▸ **Task to complete**:
Your answer should hold all lines of the entries that include the word "PartialEq".

Stored data:
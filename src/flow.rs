use std::time::{Duration, Instant};

/// Keypresses are ignored for this long after a modal opens, so the Enter
/// that triggered it cannot double as its own acknowledgement.
pub const KEY_ARM_DELAY: Duration = Duration::from_millis(500);

/// Modal state of the interaction flow.
#[derive(Debug, Clone, Copy, PartialEq, Eq)]
pub enum FlowState {
    Idle,
    ConfirmingDelete { todo_id: i64 },
    WarningEmptyInput,
}

/// Confirmation/validation gate in front of destructive or invalid actions.
///
/// Keyboard shortcut handling is enabled and disabled purely by entering and
/// leaving a state; there is no listener bookkeeping anywhere else.
#[derive(Debug, Clone, Copy)]
pub struct InteractionFlow {
    state: FlowState,
    entered_at: Option<Instant>,
}

impl Default for InteractionFlow {
    fn default() -> Self {
        Self::new()
    }
}

impl InteractionFlow {
    pub fn new() -> Self {
        Self {
            state: FlowState::Idle,
            entered_at: None,
        }
    }

    pub fn state(&self) -> FlowState {
        self.state
    }

    pub fn is_idle(&self) -> bool {
        self.state == FlowState::Idle
    }

    /// User clicked delete on a todo: ask before doing anything.
    pub fn request_delete(&mut self, todo_id: i64, now: Instant) {
        self.enter(FlowState::ConfirmingDelete { todo_id }, now);
    }

    /// User submitted an empty title: warn instead of calling the backend.
    pub fn warn_empty_input(&mut self, now: Instant) {
        self.enter(FlowState::WarningEmptyInput, now);
    }

    /// Confirm the pending delete. Returns the id to delete, or `None` if no
    /// delete was pending.
    pub fn confirm_delete(&mut self) -> Option<i64> {
        match self.state {
            FlowState::ConfirmingDelete { todo_id } => {
                self.leave();
                Some(todo_id)
            }
            _ => None,
        }
    }

    /// Cancel the pending delete, no side effect.
    pub fn cancel(&mut self) {
        if matches!(self.state, FlowState::ConfirmingDelete { .. }) {
            self.leave();
        }
    }

    /// Acknowledge the empty-input warning.
    pub fn acknowledge_warning(&mut self) {
        if self.state == FlowState::WarningEmptyInput {
            self.leave();
        }
    }

    /// Whether modal keyboard shortcuts are live yet.
    pub fn keys_armed(&self, now: Instant) -> bool {
        match self.entered_at {
            Some(entered) => now.duration_since(entered) >= KEY_ARM_DELAY,
            None => false,
        }
    }

    fn enter(&mut self, state: FlowState, now: Instant) {
        self.state = state;
        self.entered_at = Some(now);
    }

    fn leave(&mut self) {
        self.state = FlowState::Idle;
        self.entered_at = None;
    }
}

#[cfg(test)]
mod tests {
    use super::*;

    #[test]
    fn test_delete_confirm_cycle() {
        let mut flow = InteractionFlow::new();
        let now = Instant::now();

        flow.request_delete(7, now);
        assert_eq!(flow.state(), FlowState::ConfirmingDelete { todo_id: 7 });

        assert_eq!(flow.confirm_delete(), Some(7));
        assert!(flow.is_idle());
    }

    #[test]
    fn test_delete_cancel_has_no_side_effect() {
        let mut flow = InteractionFlow::new();
        flow.request_delete(7, Instant::now());
        flow.cancel();
        assert!(flow.is_idle());
        // Nothing left to confirm.
        assert_eq!(flow.confirm_delete(), None);
    }

    #[test]
    fn test_empty_input_warning_cycle() {
        let mut flow = InteractionFlow::new();
        flow.warn_empty_input(Instant::now());
        assert_eq!(flow.state(), FlowState::WarningEmptyInput);

        flow.acknowledge_warning();
        assert!(flow.is_idle());
    }

    #[test]
    fn test_confirm_in_idle_returns_none() {
        let mut flow = InteractionFlow::new();
        assert_eq!(flow.confirm_delete(), None);
        flow.acknowledge_warning();
        assert!(flow.is_idle());
    }

    #[test]
    fn test_keys_suppressed_inside_arm_window() {
        let mut flow = InteractionFlow::new();
        let opened = Instant::now();
        flow.warn_empty_input(opened);

        // The keypress that opened the modal arrives "immediately".
        assert!(!flow.keys_armed(opened));
        assert!(!flow.keys_armed(opened + Duration::from_millis(499)));
        assert!(flow.keys_armed(opened + KEY_ARM_DELAY));
        assert!(flow.keys_armed(opened + Duration::from_millis(800)));
    }

    #[test]
    fn test_keys_never_armed_while_idle() {
        let flow = InteractionFlow::new();
        assert!(!flow.keys_armed(Instant::now()));
    }

    #[test]
    fn test_reentering_resets_arm_window() {
        let mut flow = InteractionFlow::new();
        let first = Instant::now();
        flow.request_delete(1, first);
        flow.cancel();

        let second = first + Duration::from_secs(2);
        flow.request_delete(2, second);
        assert!(!flow.keys_armed(second + Duration::from_millis(100)));
        assert!(flow.keys_armed(second + KEY_ARM_DELAY));
    }
}
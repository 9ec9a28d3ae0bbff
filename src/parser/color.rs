// Color literal parser: #rrggbb, #rgb, rgb(r, g, b), rgba(r, g, b, a), names

use super::lexer::{number_literal, ws};
use crate::palette::Color;
use nom::{
    branch::alt,
    bytes::complete::{tag_no_case, take_while_m_n},
    character::complete::{alpha1, char},
    combinator::{all_consuming, map, map_opt, map_res},
    sequence::{preceded, tuple},
    IResult,
};

const WHITE: Color = Color::new(255, 255, 255);

fn hex_pair(input: &str) -> IResult<&str, u8> {
    map_res(take_while_m_n(2, 2, |c: char| c.is_ascii_hexdigit()), |s: &str| {
        u8::from_str_radix(s, 16)
    })(input)
}

fn hex_single(input: &str) -> IResult<&str, u8> {
    map_res(take_while_m_n(1, 1, |c: char| c.is_ascii_hexdigit()), |s: &str| {
        u8::from_str_radix(s, 16).map(|v| v * 17)
    })(input)
}

fn hex_color(input: &str) -> IResult<&str, Color> {
    preceded(
        char('#'),
        alt((
            map(tuple((hex_pair, hex_pair, hex_pair)), |(r, g, b)| {
                Color::new(r, g, b)
            }),
            map(tuple((hex_single, hex_single, hex_single)), |(r, g, b)| {
                Color::new(r, g, b)
            }),
        )),
    )(input)
}

fn channel(input: &str) -> IResult<&str, u8> {
    map_opt(ws(number_literal), |v| {
        (0.0..=255.0).contains(&v).then(|| v.round() as u8)
    })(input)
}

fn alpha(input: &str) -> IResult<&str, f64> {
    map_opt(ws(number_literal), |v| (0.0..=1.0).contains(&v).then_some(v))(input)
}

fn rgb_color(input: &str) -> IResult<&str, Color> {
    let (input, _) = ws(tag_no_case("rgb"))(input)?;
    let (input, _) = ws(char('('))(input)?;
    let (input, (r, _, g, _, b)) = tuple((channel, char(','), channel, char(','), channel))(input)?;
    let (input, _) = ws(char(')'))(input)?;
    Ok((input, Color::new(r, g, b)))
}

/// `rgba(...)` is flattened by compositing over a white background.
fn rgba_color(input: &str) -> IResult<&str, Color> {
    let (input, _) = ws(tag_no_case("rgba"))(input)?;
    let (input, _) = ws(char('('))(input)?;
    let (input, (r, _, g, _, b, _, a)) = tuple((
        channel,
        char(','),
        channel,
        char(','),
        channel,
        char(','),
        alpha,
    ))(input)?;
    let (input, _) = ws(char(')'))(input)?;
    Ok((input, WHITE.lerp(Color::new(r, g, b), a)))
}

fn named_color(input: &str) -> IResult<&str, Color> {
    map_opt(ws(alpha1), |name: &str| match name.to_ascii_lowercase().as_str() {
        "red" => Some(Color::new(255, 0, 0)),
        "green" => Some(Color::new(0, 128, 0)),
        "blue" => Some(Color::new(0, 0, 255)),
        "black" => Some(Color::new(0, 0, 0)),
        "white" => Some(WHITE),
        "yellow" => Some(Color::new(255, 255, 0)),
        "orange" => Some(Color::new(255, 165, 0)),
        "cyan" => Some(Color::new(0, 255, 255)),
        "magenta" => Some(Color::new(255, 0, 255)),
        "gray" | "grey" => Some(Color::new(128, 128, 128)),
        "lightgray" | "lightgrey" => Some(Color::new(211, 211, 211)),
        "steelblue" => Some(Color::new(70, 130, 180)),
        _ => None,
    })(input)
}

/// Parse a complete color literal
pub fn parse_color(input: &str) -> IResult<&str, Color> {
    all_consuming(ws(alt((hex_color, rgba_color, rgb_color, named_color))))(input)
}
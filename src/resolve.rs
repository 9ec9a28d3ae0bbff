use crate::data::Dataset;
use crate::error::{DashboardError, Result};
use serde::{Deserialize, Serialize};
use tracing::debug;

/// What a column is used for in the pipeline.
#[derive(Debug, Clone, Copy, PartialEq, Eq, Serialize, Deserialize)]
#[serde(rename_all = "snake_case")]
pub enum RoleKind {
    /// Filterable by a user selection (the dropdown)
    Category,
    /// Grouping key of the aggregated table
    Group,
    /// Numeric column reduced by the statistic
    Value,
}

/// A semantic role and the column names it is known by.
#[derive(Debug, Clone, PartialEq, Serialize, Deserialize)]
pub struct RoleSpec {
    pub name: String,
    pub kind: RoleKind,
    #[serde(default)]
    pub synonyms: Vec<String>,
    /// Bind every matching column instead of the leftmost one
    #[serde(default)]
    pub all_matches: bool,
    /// When no synonym matches, bind every remaining numeric column
    /// (coordinates excluded)
    #[serde(default)]
    pub numeric_fallback: bool,
}

impl RoleSpec {
    pub fn new(name: &str, kind: RoleKind, synonyms: &[&str]) -> Self {
        Self {
            name: name.to_string(),
            kind,
            synonyms: synonyms.iter().map(|s| s.to_string()).collect(),
            all_matches: false,
            numeric_fallback: false,
        }
    }

    pub fn with_all_matches(mut self) -> Self {
        self.all_matches = true;
        self
    }

    pub fn with_numeric_fallback(mut self) -> Self {
        self.numeric_fallback = true;
        self
    }
}

/// A column picked for a role, by position so duplicate headers stay distinct.
#[derive(Debug, Clone, PartialEq, Eq, Serialize)]
pub struct BoundColumn {
    pub index: usize,
    pub name: String,
}

/// Role name → concrete column(s), in role declaration order.
#[derive(Debug, Clone, PartialEq, Default, Serialize)]
pub struct RoleBinding {
    bindings: Vec<(String, Vec<BoundColumn>)>,
}

impl RoleBinding {
    pub fn columns(&self, role: &str) -> &[BoundColumn] {
        self.bindings
            .iter()
            .find(|(r, _)| r == role)
            .map(|(_, cols)| cols.as_slice())
            .unwrap_or(&[])
    }

    /// First bound column name
    pub fn column(&self, role: &str) -> Option<&str> {
        self.columns(role).first().map(|c| c.name.as_str())
    }

    pub fn indices(&self, role: &str) -> Vec<usize> {
        self.columns(role).iter().map(|c| c.index).collect()
    }

    /// Bound column names joined with `+`
    pub fn label(&self, role: &str) -> Option<String> {
        let cols = self.columns(role);
        if cols.is_empty() {
            return None;
        }
        Some(
            cols.iter()
                .map(|c| c.name.as_str())
                .collect::<Vec<_>>()
                .join("+"),
        )
    }

    pub fn iter(&self) -> impl Iterator<Item = (&str, &[BoundColumn])> {
        self.bindings
            .iter()
            .map(|(r, cols)| (r.as_str(), cols.as_slice()))
    }

    pub fn len(&self) -> usize {
        self.bindings.len()
    }

    pub fn is_empty(&self) -> bool {
        self.bindings.is_empty()
    }
}

fn normalize(name: &str) -> String {
    name.trim().to_lowercase()
}

#[derive(Debug, Clone, Copy)]
enum Pass {
    Exact,
    Substring,
}

/// Unclaimed columns (left to right) matching any synonym in this pass.
/// Exact compares case-insensitively; Substring accepts containment either way.
fn matching_columns(
    columns: &[String],
    synonyms: &[String],
    claimed: &[bool],
    pass: Pass,
) -> Vec<usize> {
    let wanted: Vec<String> = synonyms
        .iter()
        .map(|s| normalize(s))
        .filter(|s| !s.is_empty())
        .collect();
    columns
        .iter()
        .enumerate()
        .filter(|(idx, col)| {
            let col = normalize(col);
            !claimed[*idx]
                && !col.is_empty()
                && wanted.iter().any(|w| match pass {
                    Pass::Exact => *w == col,
                    Pass::Substring => col.contains(w.as_str()) || w.contains(col.as_str()),
                })
        })
        .map(|(idx, _)| idx)
        .collect()
}

/// Latitude/longitude style columns are numeric but never quantities.
fn is_coordinate(name: &str) -> bool {
    let name = normalize(name);
    name == "x"
        || name == "y"
        || ["lat", "lon", "lng", "위도", "경도"]
            .iter()
            .any(|k| name.contains(k))
}

/// Bind every role to a column by header names alone.
///
/// Manual overrides win, then every role gets an exact pass, then the roles
/// still unbound get a substring pass. A column is bound to at most one role
/// and ties go to the leftmost column.
pub fn resolve_roles(
    columns: &[String],
    roles: &[RoleSpec],
    overrides: &[(String, String)],
) -> Result<RoleBinding> {
    resolve_with(columns, roles, overrides, |_| false)
}

/// Like [`resolve_roles`], and roles with `numeric_fallback` that are still
/// unbound take every unclaimed numeric column of the dataset.
pub fn resolve_dataset_roles(
    data: &Dataset,
    roles: &[RoleSpec],
    overrides: &[(String, String)],
) -> Result<RoleBinding> {
    resolve_with(&data.headers, roles, overrides, |idx| data.is_numeric_column(idx))
}

fn resolve_with(
    columns: &[String],
    roles: &[RoleSpec],
    overrides: &[(String, String)],
    is_numeric: impl Fn(usize) -> bool,
) -> Result<RoleBinding> {
    let mut claimed = vec![false; columns.len()];
    let mut resolved: Vec<Vec<usize>> = vec![Vec::new(); roles.len()];

    for (role_name, column) in overrides {
        let role_idx = roles
            .iter()
            .position(|r| &r.name == role_name)
            .ok_or_else(|| {
                DashboardError::invalid_config(format!(
                    "column override for unknown role '{}'",
                    role_name
                ))
            })?;
        let wanted = normalize(column);
        let col_idx = columns
            .iter()
            .position(|c| normalize(c) == wanted)
            .ok_or_else(|| DashboardError::Configuration {
                role: role_name.clone(),
                available: columns.to_vec(),
            })?;
        debug!(role = %role_name, column = %columns[col_idx], "role bound by override");
        // Repeated overrides add columns to multi-column roles, otherwise the last one wins
        if !roles[role_idx].all_matches {
            for previous in resolved[role_idx].drain(..) {
                claimed[previous] = false;
            }
        }
        if !resolved[role_idx].contains(&col_idx) {
            claimed[col_idx] = true;
            resolved[role_idx].push(col_idx);
        }
    }

    for pass in [Pass::Exact, Pass::Substring] {
        for (role_idx, role) in roles.iter().enumerate() {
            if !resolved[role_idx].is_empty() {
                continue;
            }
            let mut found = matching_columns(columns, &role.synonyms, &claimed, pass);
            if !role.all_matches {
                found.truncate(1);
            }
            for col_idx in found {
                debug!(role = %role.name, column = %columns[col_idx], ?pass, "role bound by synonym");
                claimed[col_idx] = true;
                resolved[role_idx].push(col_idx);
            }
        }
    }

    for (role_idx, role) in roles.iter().enumerate() {
        if !resolved[role_idx].is_empty() || !role.numeric_fallback {
            continue;
        }
        let numeric: Vec<usize> = (0..columns.len())
            .filter(|&idx| !claimed[idx] && !is_coordinate(&columns[idx]) && is_numeric(idx))
            .collect();
        for &col_idx in &numeric {
            claimed[col_idx] = true;
        }
        debug!(role = %role.name, columns = numeric.len(), "role bound to numeric columns");
        resolved[role_idx] = numeric;
    }

    let mut bindings = Vec::with_capacity(roles.len());
    for (role, col_indices) in roles.iter().zip(resolved) {
        if col_indices.is_empty() {
            return Err(DashboardError::Configuration {
                role: role.name.clone(),
                available: columns.to_vec(),
            });
        }
        let bound = col_indices
            .into_iter()
            .map(|index| BoundColumn {
                index,
                name: columns[index].clone(),
            })
            .collect();
        bindings.push((role.name.clone(), bound));
    }

    Ok(RoleBinding { bindings })
}
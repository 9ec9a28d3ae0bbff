// `$variable` expansion for chart titles

use crate::error::{DashboardError, Result};
use std::collections::HashMap;
use std::iter::Peekable;
use std::str::Chars;

pub fn expand_variables(input: &str, variables: &HashMap<String, String>) -> Result<String> {
    let mut output = String::with_capacity(input.len());
    let mut chars = input.chars().peekable();

    while let Some(c) = chars.next() {
        match c {
            '$' => {
                let var_name = consume_identifier(&mut chars);
                if var_name.is_empty() {
                    // Just a lone $, treat as literal
                    output.push('$');
                } else if let Some(val) = variables.get(&var_name) {
                    output.push_str(val);
                } else {
                    return Err(DashboardError::invalid_config(format!(
                        "title variable '${}' is not defined",
                        var_name
                    )));
                }
            }
            _ => output.push(c),
        }
    }

    Ok(output)
}

fn consume_identifier(chars: &mut Peekable<Chars>) -> String {
    let mut name = String::new();
    // Identifiers start with alpha or _
    if let Some(&c) = chars.peek() {
        if !c.is_alphabetic() && c != '_' {
            return name;
        }
    }

    while let Some(&c) = chars.peek() {
        if c.is_alphanumeric() || c == '_' {
            name.push(c);
            chars.next();
        } else {
            break;
        }
    }
    name
}

#[cfg(test)]
mod tests {
    use super::*;

    #[test]
    fn test_expansion() {
        let mut vars = HashMap::new();
        vars.insert("product".to_string(), "사과".to_string());
        vars.insert("statistic".to_string(), "mean".to_string());

        let output = expand_variables("$statistic price of $product by region", &vars).unwrap();
        assert_eq!(output, "mean price of 사과 by region");
    }

    #[test]
    fn test_adjacent_punctuation() {
        let mut vars = HashMap::new();
        vars.insert("date".to_string(), "20251001".to_string());
        vars.insert("line".to_string(), "2호선".to_string());

        let output = expand_variables("$date / $line: top stations", &vars).unwrap();
        assert_eq!(output, "20251001 / 2호선: top stations");
    }

    #[test]
    fn test_lone_dollar() {
        let vars = HashMap::new();
        assert_eq!(expand_variables("Cost ($)", &vars).unwrap(), "Cost ($)");
        assert_eq!(expand_variables("$5 off", &vars).unwrap(), "$5 off");
    }

    #[test]
    fn test_undefined_variable() {
        let vars = HashMap::new();
        let result = expand_variables("Price of $missing", &vars);
        assert!(matches!(result, Err(DashboardError::InvalidConfig(_))));
    }
}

▸ **Problem solution**:
#[derive(Debug, Clone, Copy, PartialEq, Eq)]
#[derive(Debug, Clone, Copy, PartialEq, Eq, Serialize, Deserialize)]
#[derive(Debug, Clone, PartialEq, Serialize, Deserialize)]
#[derive(Debug, Clone, PartialEq, Eq, Serialize)]
#[derive(Debug, Clone, PartialEq, Default, Serialize)]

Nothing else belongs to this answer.